2

I created an environment variable:

WD=`pwd`

How can I check if it contains spaces or non-English letters?

Mat
  • 51,578
  • 10
  • 158
  • 140
myWallJSON
  • 1,121
  • 3
  • 14
  • 20
  • Can you clarify how you define English letters ? (i.e are digits acceptable, punctuation, any ASCII, ...) as your question has triggered various differing interpretations. – jlliagre Nov 24 '11 at 22:28

5 Answers5

3

I presume that by “non-English letters” you mean letters other than the 26 unadorned letters of the Latin alphabet. Then, strictly speaking, here's a test that meets your requirements:

if tmp=${WD//[ABCDEFGHIJKLMNOPQRSTUVWXYZabcdefghijklmnopqrstuvwxyz]/};
   [[ $tmp = *[[:alpha:] ]* ]]; then
  # $WD contains letters other than A-Z and a-z or a space

That is, strip the English letters and see if there are any letters or spaces left.

I suspect that you're in fact trying to avoid all non-ASCII characters and all whitespace, including the ones that aren't letters such as ¿ or £ or ٣. You can do that by matching the characters that are not ! through ~ (i.e. the ASCII characters other than whitespace):

if (LC_ALL=C; [[ $WD = *[^!-~]* ]]) then …

Note that ranges like !-~ or A-Z don't always do what you'd expect when you have LC_COLLATE set. Hence we set LC_ALL to a known value (LC_ALL trumps all locale settings).

If you're checking for “unusual” characters in files (why else exclude even spaces, which are allowed on most modern platforms), it might make sense to have a more restricted lists that doesn't allow any nonportable characters. POSIX only allows ASCII letters, digits and -._.

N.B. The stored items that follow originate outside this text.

//! Sticky per-instance dirty flags.
//!
//! Every setter ORs in the bits of the field groups it touched. Bits stay set
//! until the Sink reads and clears them in one call
//! ([`InstanceData::take_dirty`](crate::InstanceData::take_dirty)), so
//! several writes to the same field between two flushes coalesce into a
//! single transfer.

bitflags::bitflags! {
    /// Field groups of the GPU instance record.
    #[derive(Debug, Clone, Copy, PartialEq, Eq, Hash, Default)]
    pub struct DirtyFlags: u32 {
        const POSITION = 1 << 0;
        const ROTATION = 1 << 1;
        const SCALE = 1 << 2;
        const PARENT = 1 << 3;
        const MESH_TYPE = 1 << 4;
        const RADIUS = 1 << 5;
        const SKELETON = 1 << 6;
        const PROPERTY = 1 << 7;
        /// Animation A clip id.
        const ANIMATION_ID = 1 << 8;
        /// Animation A clock offset.
        const INSTANCE_TICKS = 1 << 9;
        /// Animation B clip id.
        const ANIMATION_ID_B = 1 << 10;
        /// Animation B clock offset.
        const INSTANCE_TICKS_B = 1 << 11;
        const ANIMATION_BLEND = 1 << 12;
        /// Catch-all: speed, play-once, culling and bone index.
        const EXTRA = 1 << 13;

        const TRANSFORM = Self::POSITION.bits() | Self::ROTATION.bits() | Self::SCALE.bits();
        const ANIMATION = Self::ANIMATION_ID.bits()
            | Self::INSTANCE_TICKS.bits()
            | Self::ANIMATION_ID_B.bits()
            | Self::INSTANCE_TICKS_B.bits()
            | Self::ANIMATION_BLEND.bits()
            | Self::EXTRA.bits();
    }
}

if (LC_ALL=C; [[ $WD = *[^-._0-9A-Za-z]* ]]) then …
Gilles 'SO- stop being evil'
  • 807,993
  • 194
  • 1,674
  • 2,175
  • That first test would be a lot simpler as `[[ -n "${WD//[a-zA-Z ]}" ]] && echo "I have special characters"` – phemmer Nov 23 '11 at 03:13
  • @Patrick. The first test is like that otherwise it would be subject to possible problems. Gilles' link, and further links on that page, explain it. The bottom line is that a **range** is not necessarily what **you** think the *range* is. The English `a` and `z` are just two chars to the computer, and the **range** between them is not necessarily *an immutable contiguous 26 letter alphabet*. Yes, they are contiguous as an ASCII or UNICODE range, but in a regex range statement, the **range** is based on the collating sequence – Peter.O Nov 23 '11 at 07:07
  • @Patrick That wouldn't work with many `LC_COLLATE` settings. You can kill `LC_COLLATE` while retaining `LC_CTYPE`, taking care of `LC_ALL` and `LANGUAGE`, but it's a lot more complicated than just listing the exact set of characters you want. – Gilles 'SO- stop being evil' Nov 23 '11 at 08:27
1

Regular expressions and grep is what are you looking for.

We match any non-English letter or digit or / (because it's a part of every path).

if [[ -n "$( pwd | grep -o -P "([^a-zA-Z0-9\/])*" )" ]]; then 
    echo "error"
fi

sed could be usable in that case too.

If may replace all correct symbols in ${WD} with '' and look if something is left. If resulting string have non-zero length - ${WD} is not correct.

So, if we are expecting only /, numbers and English letters.

if [[ -n "$( pwd | sed -r -e 's/([a-zA-Z0-9\/])*//g' )" ]]; then 
    echo "error"
fi
0

tr is slightly simpler than grep or sed in that case:

if [[ -n "$(echo $WD|tr -d '[:alnum:]/')" ]];then
  echo "gotcha"
fi
jlliagre
  • 60,319
  • 10
  • 115
  • 157
0

It seems pattern [a-z] is case-insensitive, so just as simple as:

[ -z "${PWD//[a-z\/]}" ] || echo "Bad chars in path: ${PWD//[a-z\/]}"
Lenik
  • 543
  • 1
  • 10
  • 20
  • This won't work in most `LC_COLLATE` settings (see [my answer](http://unix.stackexchange.com/q/25162/885) for explanation). Plus all punctuation and symbols were supposed to be allowed. – Gilles 'SO- stop being evil' Nov 23 '11 at 08:33
-1

Bash can do its own pattern matching.

if [[ ${WD} = *[^[:alnum:]/]* ]]; then
  echo 'Baaaad.'
fi
ephemient
  • 15,640
  • 5
  • 49
  • 39